We met in a night club in Longford. I asked her out, we shifted for a while and then I asked her to go with mef" He laughs, looking for a reaction. He's on a role now, playing the comedian, which he frequently does when asked a personal question. Because although Hector is all too ready to promote his work, he's an expert at fielding questions about his life off the television. Hector is not just a clever presenter and interviewer but a maestro at marketing. And the product? Himself.

He will answer questions about his personal life but he doesn't like to. So what's his wife like? I venture. "She's my best friend, the other half of the operation, I'd be lost without her, " he says, becoming more serious. "In fact, it was while lying in bed with my missus that I came up with the idea for the new series. She thought of the name."

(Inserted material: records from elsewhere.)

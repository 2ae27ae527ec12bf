use thiserror::Error;

/// Errors raised by the refinement loop and its providers.
#[derive(Debug, Error)]
pub enum LoopError {
    /// The generation provider could not produce a candidate. Fatal to the run.
    #[error("Generation failed in {stage} stage: {message}")]
    Generation { stage: String, message: String },

    /// The critique provider returned unusable data. Fatal to the run.
    #[error("Critique failed in {stage} stage: {message}")]
    Critique { stage: String, message: String },

    /// The model-assisted refiner failed. Absorbed by the rule-based fallback.
    #[error("Model refinement failed: {0}")]
    Refinement(String),

    #[error("Run cancelled in {stage} stage after {completed} completed iterations")]
    Cancelled { stage: String, completed: usize },

    #[error("Configuration error: {0}")]
    Config(String),

    #[error("Validation failed: {0}")]
    Validation(String),

    #[error("Score out of range: {0} (expected 0-10)")]
    ScoreOutOfRange(f64),

    #[error("Gemini client error: {0}")]
    Gemini(#[from] gemini_rust::ClientError),

    #[error("JSON error: {0}")]
    Json(#[from] serde_json::Error),

    #[error("Parse error: {message}\n\nRaw response:\n{raw_text}")]
    ParseWithContext { message: String, raw_text: String },

    #[error("Rate limited: retry after {retry_after_secs} seconds")]
    RateLimited { retry_after_secs: u64 },

    #[error("Service unavailable: {message}. Attempted {attempts} retries.")]
    ServiceUnavailable { message: String, attempts: usize },

    #[error("Context error: {0}")]
    Context(String),
}

impl LoopError {
    /// Wrap a provider error as a generation failure for `stage`.
    ///
    /// Errors that already are generation failures pass through untouched.
    pub fn generation(stage: &str, err: LoopError) -> Self {
        match err {
            Self::Generation { .. } => err,
            other => Self::Generation {
                stage: stage.to_string(),
                message: other.to_string(),
            },
        }
    }

    /// Wrap a provider error as a critique failure for `stage`.
    pub fn critique(stage: &str, err: LoopError) -> Self {
        match err {
            Self::Critique { .. } => err,
            other => Self::Critique {
                stage: stage.to_string(),
                message: other.to_string(),
            },
        }
    }

    /// Create a parse error that keeps a truncated copy of the raw model text.
    pub fn parse_error(err: serde_json::Error, raw_text: &str) -> Self {
        Self::ParseWithContext {
            message: err.to_string(),
            raw_text: truncate_for_display(raw_text, 500),
        }
    }

    /// Check if this error is retryable at the network level.
    pub fn is_retryable(&self) -> bool {
        match self {
            Self::RateLimited { .. } | Self::ServiceUnavailable { .. } => true,
            Self::Gemini(gemini_rust::ClientError::BadResponse { code, .. }) => {
                *code == 503 || *code == 429
            }
            _ => false,
        }
    }

    /// True when the run stopped because of a provider failure rather than cancellation.
    pub fn is_provider_failure(&self) -> bool {
        matches!(self, Self::Generation { .. } | Self::Critique { .. })
    }

    /// Get suggested retry delay in seconds, if applicable.
    pub fn retry_delay(&self) -> Option<u64> {
        match self {
            Self::RateLimited { retry_after_secs } => Some(*retry_after_secs),
            Self::ServiceUnavailable { .. } => Some(5),
            Self::Gemini(gemini_rust::ClientError::BadResponse {
                code: 429,
                description,
            }) => description
                .as_ref()
                .and_then(|d| parse_retry_delay_from_error(d)),
            _ => None,
        }
    }
}

/// Parse retry delay from a Gemini 429 response body.
pub(crate) fn parse_retry_delay_from_error(description: &str) -> Option<u64> {
    if let Ok(json) = serde_json::from_str::<serde_json::Value>(description) {
        let details = json
            .get("error")
            .and_then(|e| e.get("details"))
            .and_then(|d| d.as_array());
        if let Some(details) = details {
            for detail in details {
                if detail.get("@type").and_then(|t| t.as_str())
                    == Some("type.googleapis.com/google.rpc.RetryInfo")
                {
                    if let Some(delay) = detail.get("retryDelay").and_then(|d| d.as_str()) {
                        return parse_duration_string(delay);
                    }
                }
            }
        }
    }

    // Handles: "Please retry in 57s.", "retry in 488.04ms"
    let lower = description.to_lowercase();
    let idx = lower.find("retry in ")?;
    let remainder = &lower[idx + "retry in ".len()..];
    let end = remainder
        .find(|c: char| !c.is_numeric() && c != '.' && c != 'm' && c != 's')
        .unwrap_or(remainder.len());
    parse_duration_string(remainder[..end].trim_end_matches('.'))
}

/// Parse duration strings like "44s", "44.5s", "500ms" into whole seconds.
fn parse_duration_string(s: &str) -> Option<u64> {
    let s = s.trim();

    if let Some(ms) = s.strip_suffix("ms").and_then(|v| v.parse::<f64>().ok()) {
        if ms <= 0.0 {
            return Some(0);
        }
        return Some(((ms / 1000.0).ceil() as u64).max(1));
    }

    s.strip_suffix('s')
        .and_then(|v| v.parse::<f64>().ok())
        .map(|secs| secs.ceil() as u64)
}

fn truncate_for_display(text: &str, max_len: usize) -> String {
    if text.len() <= max_len {
        return text.to_string();
    }
    let mut cut = max_len;
    while !text.is_char_boundary(cut) {
        cut -= 1;
    }
    format!(
        "{}... [truncated, {} total chars]",
        &text[..cut],
        text.len()
    )
}

pub type Result<T> = std::result::Result<T, LoopError>;

/// Extension trait for adding context to errors.
pub trait ResultExt<T> {
    /// Add context to an error.
    fn with_context(self, context: impl Into<String>) -> Result<T>;
}

impl<T, E: Into<LoopError>> ResultExt<T> for std::result::Result<T, E> {
    fn with_context(self, context: impl Into<String>) -> Result<T> {
        self.map_err(|e| {
            let base_err = e.into();
            LoopError::Context(format!("{}: {}", context.into(), base_err))
        })
    }
}

#[cfg(test)]
mod tests {
    use super::*;

    #[test]
    fn test_retry_delay_from_retry_info() {
        let body = r#"{
            "error": {
                "code": 429,
                "details": [
                    {"@type": "type.googleapis.com/google.rpc.RetryInfo", "retryDelay": "44s"}
                ]
            }
        }"#;
        assert_eq!(parse_retry_delay_from_error(body), Some(44));
    }

    #[test]
    fn test_retry_delay_from_text() {
        assert_eq!(
            parse_retry_delay_from_error("Quota exceeded. Please retry in 57s."),
            Some(57)
        );
        assert_eq!(
            parse_retry_delay_from_error("retry in 488.04ms"),
            Some(1)
        );
        assert_eq!(parse_retry_delay_from_error("no hint here"), None);
    }

    #[test]
    fn test_generation_wrapping_keeps_original() {
        let original = LoopError::Generation {
            stage: "idea".into(),
            message: "timeout".into(),
        };
        let wrapped = LoopError::generation("scene", original);
        assert!(matches!(
            wrapped,
            LoopError::Generation { ref stage, .. } if stage == "idea"
        ));

        let wrapped = LoopError::generation("scene", LoopError::Validation("bad".into()));
        assert!(matches!(
            wrapped,
            LoopError::Generation { ref stage, ref message } if stage == "scene" && message.contains("bad")
        ));
    }

    #[test]
    fn test_truncate_for_display() {
        let long = "x".repeat(600);
        let err = LoopError::parse_error(
            serde_json::from_str::<serde_json::Value>("{").unwrap_err(),
            &long,
        );
        match err {
            LoopError::ParseWithContext { raw_text, .. } => {
                assert!(raw_text.contains("truncated, 600 total chars"));
            }
            other => panic!("unexpected error: {other:?}"),
        }
    }
}
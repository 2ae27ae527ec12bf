use std::{sync::Arc, time::Instant};

use futures::stream::{self, StreamExt};
use tracing::{debug, info, instrument, warn};

use crate::{
    controller::{RefinementController, RunOutcome},
    metrics::BatchMetrics,
    policy::Decision,
    state::IterationRecord,
};

use super::{QualityReport, RetryBudget, VideoClip, VideoRequest, VideoStage};

/// Final state of one asset's run.
#[derive(Debug, Clone, Copy, PartialEq, Eq)]
pub enum AssetStatus {
    Accepted,
    /// Budget spent below every bar. The best clip is still kept.
    Failed,
    /// A provider error or cancellation stopped the run.
    Aborted,
}

#[derive(Debug)]
pub struct AssetOutcome {
    pub scene_number: usize,
    /// Index of the request in the submitted batch.
    pub position: usize,
    pub outcome: RunOutcome<VideoStage>,
    /// Retries spent on this asset.
    pub budget: RetryBudget,
}

impl AssetOutcome {
    pub fn status(&self) -> AssetStatus {
        match &self.outcome {
            Ok(run) if run.final_decision() == Decision::Accept => AssetStatus::Accepted,
            Ok(_) => AssetStatus::Failed,
            Err(_) => AssetStatus::Aborted,
        }
    }

    /// The clip kept for this asset. Superseded attempts only live in the history.
    pub fn clip(&self) -> Option<&VideoClip> {
        self.outcome.as_ref().ok().map(|run| run.best_candidate())
    }

    pub fn history(&self) -> &[IterationRecord<VideoStage>] {
        match &self.outcome {
            Ok(run) => run.history(),
            Err(failure) => failure.history(),
        }
    }

    pub fn attempts(&self) -> usize {
        self.history().len()
    }

    pub fn retries(&self) -> usize {
        self.budget.retry_count
    }

    /// True when a retry produced the clip that was kept.
    pub fn replaced(&self) -> bool {
        matches!(&self.outcome, Ok(run) if run.best().iteration > 1)
    }
}

/// Outcomes of every asset, ordered by scene number.
#[derive(Debug)]
pub struct BatchOutcome {
    pub assets: Vec<AssetOutcome>,
    pub metrics: BatchMetrics,
}

impl BatchOutcome {
    /// The ordered output collection: one kept clip per completed asset.
    pub fn clips(&self) -> Vec<&VideoClip> {
        self.assets.iter().filter_map(AssetOutcome::clip).collect()
    }

    pub fn asset(&self, scene_number: usize) -> Option<&AssetOutcome> {
        self.assets.iter().find(|a| a.scene_number == scene_number)
    }

    pub fn count(&self, status: AssetStatus) -> usize {
        self.assets.iter().filter(|a| a.status() == status).count()
    }

    pub fn report(&self) -> QualityReport {
        QualityReport::from_assets(&self.assets)
    }
}

/// Runs one video refinement loop per asset, concurrently up to a limit.
///
/// Runs share the controller's providers but nothing else. The ordered collection is
/// assembled only after every run has finished.
pub struct VideoBatch {
    controller: Arc<RefinementController<VideoStage>>,
    concurrency: usize,
}

impl VideoBatch {
    pub fn new(controller: RefinementController<VideoStage>) -> Self {
        Self::shared(Arc::new(controller))
    }

    pub fn shared(controller: Arc<RefinementController<VideoStage>>) -> Self {
        Self {
            controller,
            concurrency: 4,
        }
    }

    pub fn with_concurrency(mut self, concurrency: usize) -> Self {
        self.concurrency = concurrency.max(1);
        self
    }

    pub fn concurrency(&self) -> usize {
        self.concurrency
    }

    #[instrument(skip_all, fields(assets = requests.len(), concurrency = self.concurrency))]
    pub async fn run(&self, requests: Vec<VideoRequest>) -> BatchOutcome {
        let started = Instant::now();
        let max_retries = self.controller.config().max_retries();

        let mut assets = stream::iter(requests.into_iter().enumerate().map(
            |(position, request)| {
                let controller = self.controller.clone();
                async move {
                    let scene_number = request.scene_number;
                    let outcome = controller.run(request).await;
                    let mut asset = AssetOutcome {
                        scene_number,
                        position,
                        outcome,
                        budget: RetryBudget::new(max_retries),
                    };
                    asset.budget = asset.budget.with_attempts(asset.attempts());
                    asset
                }
            },
        ))
        .buffer_unordered(self.concurrency)
        .collect::<Vec<_>>()
        .await;

        assets.sort_by_key(|a| (a.scene_number, a.position));

        let mut metrics = BatchMetrics::default();
        for asset in &assets {
            match &asset.outcome {
                Ok(run) => {
                    metrics.absorb(&run.metrics);
                    debug!(
                        scene = asset.scene_number,
                        decision = ?run.final_decision(),
                        retries_left = asset.budget.remaining(),
                        "Asset run finished"
                    );
                }
                Err(failure) => {
                    metrics.absorb(&failure.metrics);
                    let scene = asset.scene_number;
                    if failure.error.is_provider_failure() {
                        warn!(scene, error = %failure.error, "Asset run aborted");
                    } else {
                        info!(scene, error = %failure.error, "Asset run stopped");
                    }
                    metrics.record_failure(format!("scene {scene}: {}", failure.error));
                }
            }
        }
        metrics.elapsed = started.elapsed();

        let outcome = BatchOutcome { assets, metrics };
        info!(
            accepted = outcome.count(AssetStatus::Accepted),
            failed = outcome.count(AssetStatus::Failed),
            aborted = outcome.count(AssetStatus::Aborted),
            "Video batch finished"
        );
        outcome
    }
}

Now that he's a father, Hector and Dympna rarely get to attend the parties which come with being a celebrity, but Hector doesn't seem to mind. "I come to Dublin about twice a year to go out but only as long as I can bring the missus. It's an opportunity for her to dress up, put on the fake tan and the stilettos and we get a chauffeur-driven car. I do it for her as much as anything because I want to spoil her and she deserves it.

"It's no fun having a hangover when you have babies, " he adds. "Pregnancy is a great leveller. That's why I'm trying to get pregnant this year. I can see it now . . . the new show, 'Hector gets Pregnant'.

He's off again but I rein him in and ask if things in general are going well. "I'm in a really nice position at the moment because people like my shows, " he confides. "You know I had a 10-year-old boy come up to me on my way on the street today and say, 'Go on the Lions, Hector'; only this morning someone at the airport spoke to me in Irish and, well, people are always stopping me and asking for tips for a horse."

Being so popular, would he ever consider a career in politics? His face says it all. "Not a chance! What would I go into politics for? As Bertie said, 'Hector for Taoiseach and Bertie for Hector'. That was Bertie's conundrum, " he looks bemused as he refers to his meeting with Bertie Ahern on last season's show.

"I'm not interested in politics. I'm interested in people and places. I'm interested in meeting someone selling something on the street in Vietnam or hanging out in the Amazon Jungle or the desert of Ethiopia. I just like talking to people and I don't change from one person to the next. I'm the same when I meet the Taoiseach, a famous sports personality or someone in Bangkok."

So is that the secret of his success? "I think so, " he nods his head and flashes a grin as he stands up to see me off. "Now that was a nice chat."